Ans. Landslides can be caused by a variety of factors, including heavy rainfall, earthquakes, volcanic activity, and human activities such as deforestation and construction. When the stability of a slope is compromised, the force of gravity causes the material to move downhill, resulting in a landslide.
2. How can landslides be prevented?
Ans. Landslide prevention measures include slope stabilization techniques such as retaining walls, terracing, and drainage systems to control water runoff. Additionally, land-use planning and zoning regulations can help avoid construction in high-risk areas. Early warning systems and monitoring devices can also be installed to detect signs of slope instability and evacuate residents in advance.
3. What is e-waste?
Ans. E-waste refers to electronic waste, which includes discarded electronic devices such as computers, smartphones, televisions, and appliances. These devices contain hazardous materials like lead, mercury, and cadmium, which can pose serious environmental and health risks if not properly managed.

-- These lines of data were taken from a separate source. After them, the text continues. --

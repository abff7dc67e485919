//! Core data models shared by the retrieval and conversation pipeline.
//!
//! Documents live in the vector index, candidates flow from the retriever
//! to the context assembler, and sessions hold the per-caller turn history.

use std::collections::{BTreeMap, VecDeque};

use chrono::{DateTime, Utc};
use serde::{Deserialize, Serialize};

use crate::tokens::estimate_tokens;

/// An indexed passage with its embedding.
///
/// Documents are immutable once inserted; re-inserting the same `id`
/// replaces the previous version.
#[derive(Debug, Clone, PartialEq, Serialize, Deserialize)]
pub struct Document {
    pub id: String,
    pub text: String,
    /// Where the passage came from (relative path or URL). Used for
    /// citations and for deduplicating overlapping excerpts.
    pub source_uri: String,
    pub embedding: Vec<f32>,
    #[serde(default)]
    pub metadata: BTreeMap<String, String>,
    /// Unix timestamp of the last modification of the source.
    #[serde(default)]
    pub updated_at: i64,
}

/// A single inbound question.
#[derive(Debug, Clone)]
pub struct Query {
    pub raw_text: String,
    pub session_id: String,
    pub timestamp: DateTime<Utc>,
}

impl Query {
    pub fn new(session_id: impl Into<String>, raw_text: impl Into<String>) -> Self {
        Self {
            raw_text: raw_text.into(),
            session_id: session_id.into(),
            timestamp: Utc::now(),
        }
    }
}

/// A document ranked as potentially relevant to a query.
///
/// Carries the passage text and source so that re-ranking and context
/// assembly need no further index lookups.
#[derive(Debug, Clone, PartialEq)]
pub struct Candidate {
    pub document_id: String,
    pub source_uri: String,
    /// Similarity from the index, replaced by the blended score after
    /// re-ranking.
    pub relevance_score: f64,
    /// 1-based position after re-ranking; `0` before ranks are assigned.
    pub rank: usize,
    pub text: String,
    /// Lower-cased query terms that occur in `text`.
    pub matched_terms: Vec<String>,
    pub updated_at: i64,
}

/// One cited excerpt inside a [`ContextBlock`].
#[derive(Debug, Clone, PartialEq, Serialize)]
pub struct ContextEntry {
    /// Citation marker, `1..=n` in inclusion order.
    pub marker: usize,
    pub document_id: String,
    pub source_uri: String,
    pub excerpt: String,
    pub tokens: usize,
}

/// Budget-constrained evidence handed to the language model.
///
/// Invariant: `total_tokens <= budget`.
#[derive(Debug, Clone, Default, PartialEq, Serialize)]
pub struct ContextBlock {
    pub entries: Vec<ContextEntry>,
    pub total_tokens: usize,
    pub budget: usize,
    /// Candidates left out because the next excerpt would overflow the budget.
    pub omitted: usize,
    /// Candidates skipped as near-duplicates of a higher-ranked excerpt.
    pub deduplicated: usize,
}

impl ContextBlock {
    pub fn empty(budget: usize) -> Self {
        Self {
            budget,
            ..Self::default()
        }
    }

    pub fn is_empty(&self) -> bool {
        self.entries.is_empty()
    }

    /// Citations in marker order.
    pub fn citations(&self) -> Vec<Citation> {
        self.entries
            .iter()
            .map(|e| Citation {
                marker: e.marker,
                document_id: e.document_id.clone(),
                source_uri: e.source_uri.clone(),
            })
            .collect()
    }

    pub fn document_ids(&self) -> Vec<String> {
        self.entries.iter().map(|e| e.document_id.clone()).collect()
    }
}

/// A citation emitted alongside an answer.
#[derive(Debug, Clone, PartialEq, Eq, Serialize, Deserialize)]
pub struct Citation {
    pub marker: usize,
    pub document_id: String,
    pub source_uri: String,
}

/// Speaker of a conversation turn.
#[derive(Debug, Clone, Copy, PartialEq, Eq, Serialize, Deserialize)]
#[serde(rename_all = "lowercase")]
pub enum Role {
    User,
    Assistant,
}

impl Role {
    pub fn as_str(&self) -> &'static str {
        match self {
            Role::User => "user",
            Role::Assistant => "assistant",
        }
    }
}

/// One message in a session's history.
#[derive(Debug, Clone, PartialEq, Serialize, Deserialize)]
pub struct Turn {
    pub role: Role,
    pub text: String,
    pub timestamp: DateTime<Utc>,
    #[serde(default)]
    pub referenced_document_ids: Vec<String>,
    pub tokens: usize,
}

impl Turn {
    pub fn new(role: Role, text: impl Into<String>, timestamp: DateTime<Utc>) -> Self {
        let text = text.into();
        let tokens = estimate_tokens(&text);
        Self {
            role,
            text,
            timestamp,
            referenced_document_ids: Vec::new(),
            tokens,
        }
    }

    pub fn with_references(mut self, ids: Vec<String>) -> Self {
        self.referenced_document_ids = ids;
        self
    }
}

/// Per-caller conversation state.
///
/// Turns are chronological and only ever removed from the front.
#[derive(Debug, Clone, Serialize, Deserialize)]
pub struct Session {
    pub session_id: String,
    pub turns: VecDeque<Turn>,
    pub running_tokens: usize,
    pub created_at: DateTime<Utc>,
    pub last_activity: DateTime<Utc>,
    /// Set once any turn has been dropped to respect the token budget.
    pub truncated: bool,
}

/// What happened during a [`Session::append`].
#[derive(Debug, Clone, Copy, Default, PartialEq, Eq)]
pub struct AppendOutcome {
    pub dropped_turns: usize,
    pub running_tokens: usize,
}

impl Session {
    pub fn new(session_id: impl Into<String>, now: DateTime<Utc>) -> Self {
        Self {
            session_id: session_id.into(),
            turns: VecDeque::new(),
            running_tokens: 0,
            created_at: now,
            last_activity: now,
            truncated: false,
        }
    }

    /// Append a turn, then drop the oldest turns until the window fits
    /// `max_tokens` again.
    ///
    /// The turn just appended is never dropped, even if it alone exceeds
    /// the budget. A timestamp older than the previous turn is clamped to
    /// keep the history chronological.
    pub fn append(&mut self, mut turn: Turn, max_tokens: usize) -> AppendOutcome {
        if let Some(last) = self.turns.back() {
            if turn.timestamp < last.timestamp {
                turn.timestamp = last.timestamp;
            }
        }
        if turn.timestamp > self.last_activity {
            self.last_activity = turn.timestamp;
        }

        self.running_tokens += turn.tokens;
        self.turns.push_back(turn);

        let mut dropped = 0;
        while self.running_tokens > max_tokens && self.turns.len() > 1 {
            if let Some(old) = self.turns.pop_front() {
                self.running_tokens -= old.tokens;
                dropped += 1;
            }
        }
        if dropped > 0 {
            self.truncated = true;
        }

        AppendOutcome {
            dropped_turns: dropped,
            running_tokens: self.running_tokens,
        }
    }

    /// The last `n` turns, oldest first.
    pub fn recent_turns(&self, n: usize) -> impl Iterator<Item = &Turn> {
        let skip = self.turns.len().saturating_sub(n);
        self.turns.iter().skip(skip)
    }

    /// Document ids cited by the last `n` turns.
    pub fn recent_references(&self, n: usize) -> Vec<String> {
        let mut ids: Vec<String> = self
            .recent_turns(n)
            .flat_map(|t| t.referenced_document_ids.iter().cloned())
            .collect();
        ids.sort();
        ids.dedup();
        ids
    }

    pub fn idle_duration(&self, now: DateTime<Utc>) -> chrono::Duration {
        now - self.last_activity
    }
}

4. How can e-waste be properly managed?
Ans. Proper e-waste management involves a combination of recycling, reuse, and responsible disposal. Recycling facilities can extract valuable materials from electronic devices, while proper disposal methods ensure that hazardous components are safely disposed of without causing harm to the environment. Governments and organizations also play a crucial role in implementing regulations and initiatives to promote e-waste management.
5. What is the significance of biodiversity financing?
Ans. Biodiversity financing refers to the financial resources and mechanisms dedicated to the conservation and sustainable use of biodiversity. It plays a crucial role in supporting conservation efforts, preserving ecosystems, and promoting sustainable development. Biodiversity financing can provide funding for protected areas, restoration projects, research, and community-based initiatives, ultimately helping to preserve the Earth's rich biodiversity for future generations.